In this case they often make unwise decisions because they haven't learned the right way to do things. "They think 'Dad's too careful and cautious' and they make stupid business decisions that cost money," says Kelly. "In some cases kids just blow the money. In other cases through naivety they get into bad business ventures or buy property to subdivide, but have a lack of experience to make it work."
Instead it's important for children to start sitting in on trustees' meetings in their 20s and move on to decision making once they're ready - often in their 30s.
6. Not giving pocket money. Grant says he's counselled more than one wealthy family after their teenage children have been caught shop lifting. "The parent's response is often: 'I could afford to buy the shop'." The problem, however, is that the children have never had any money of their own. This is a biggie because they don't learn the basics of allocating money for different purposes such as short-term and long-term savings.
Parenting gurus usually recommend that weekly pocket money is divided into three or more lots: for spending, saving and giving to charity. Instead of "charity" Grant has a "family tax". The children can choose to do a number of things with this including giving it to charity, spending it on others in the family or taking turns when on holiday to pay for something for the family. Should the children do a good turn for a neighbour, they may be allowed to spend a portion of their family tax.
7. Tying pocket money to work. "We think pocket money should just be pocket money," says Grant. "You do your jobs for nothing because Mum and Dad do their jobs in the house for nothing. You give the pocket money so they can learn how to husband money, not as payback for doing jobs." Not everyone agrees with this. Some think that you should only get money if you earn it. One way around this is to do both. Have a fixed pocket money and incentives to earn more.

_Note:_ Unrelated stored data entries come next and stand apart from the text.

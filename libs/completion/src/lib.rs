//! YandexGPT completion client. Builds a stateless request around a fixed
//! system instruction, extracts the first alternative's text, and maps every
//! failure to a fixed user-facing reply.

pub mod client;
pub mod config;

pub use client::*;
pub use config::*;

8. Giving kids the money too soon. Where there is a large inheritance it's not a good idea to give it to children too early. In many cases, says Kelly, the children never learn to work for their money. They may not even be bothered studying at university because they've got their share of the money and don't feel the need to work.

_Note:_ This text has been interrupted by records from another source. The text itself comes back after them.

//! Inbound webhook payloads, deserialized strictly instead of probed as
//! dynamic JSON. Unknown fields are ignored; missing required ones reject
//! the update.

use serde::{Deserialize, Serialize};

#[derive(Debug, Deserialize, Serialize, Clone)]
pub struct TelegramUpdate {
    pub update_id: i64,
    #[serde(default)]
    pub message: Option<TelegramMessage>,
    #[serde(default)]
    pub edited_message: Option<TelegramMessage>,
}

impl TelegramUpdate {
    /// Picks the message carried by this update, preferring fresh messages
    /// over edits.
    pub fn extract_message(&self) -> Option<&TelegramMessage> {
        self.message.as_ref().or(self.edited_message.as_ref())
    }
}

#[derive(Debug, Deserialize, Serialize, Clone)]
pub struct TelegramMessage {
    pub message_id: i64,
    #[serde(default)]
    pub text: Option<String>,
    pub chat: TelegramChat,
    #[serde(default)]
    pub from: Option<TelegramUser>,
}

#[derive(Debug, Deserialize, Serialize, Clone)]
pub struct TelegramChat {
    pub id: i64,
}

#[derive(Debug, Deserialize, Serialize, Clone)]
pub struct TelegramUser {
    pub id: i64,
    pub first_name: String,
    #[serde(default)]
    pub username: Option<String>,
}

Giving the kids large sums of money in their teens often leads to disaster, says Kelly. In their 20s it may be okay to give them the money to help them into business, or a house, but not every last cent they need if you want them to be financially self-sufficient in adulthood.
9. Holding on to money for too long. Kelly knew one family trust beneficiary who wasn't given any money until he was aged 65. It's like Prince Charles, waiting for his mother to pass on before he gets any real role in life.
Holding on to the money for too long is especially bad if the children have no idea how much they're going to inherit. That makes them frustrated and annoyed and can lead them to blame others for their financial situation in life, says Kelly.
Whatever you do with a trust it needs to be drafted very carefully. On one hand it's a good idea to be able to give capital to children if they need it to get on in life.
On the other hand you don't want the son-in-law who has grandiose plans for spending your hard-earned wealth able to access the money by putting your daughter under pressure. This can happen to sons as well, of course.
10. Giving children a depression mentality. This idea came from Parent Inc's Grant and it took me a while to get my head around it. The theory is that by saying "we can't afford it" whenever children ask for something, you're taking away hope and creativity.
They learn that anything other than functional items are unnecessary - which makes them unable to appreciate beauty such as art works or other non-essentials. It may lead to the situation in older life where items of beauty are given, but with payback at the root of the gift - which isn't good for relationships.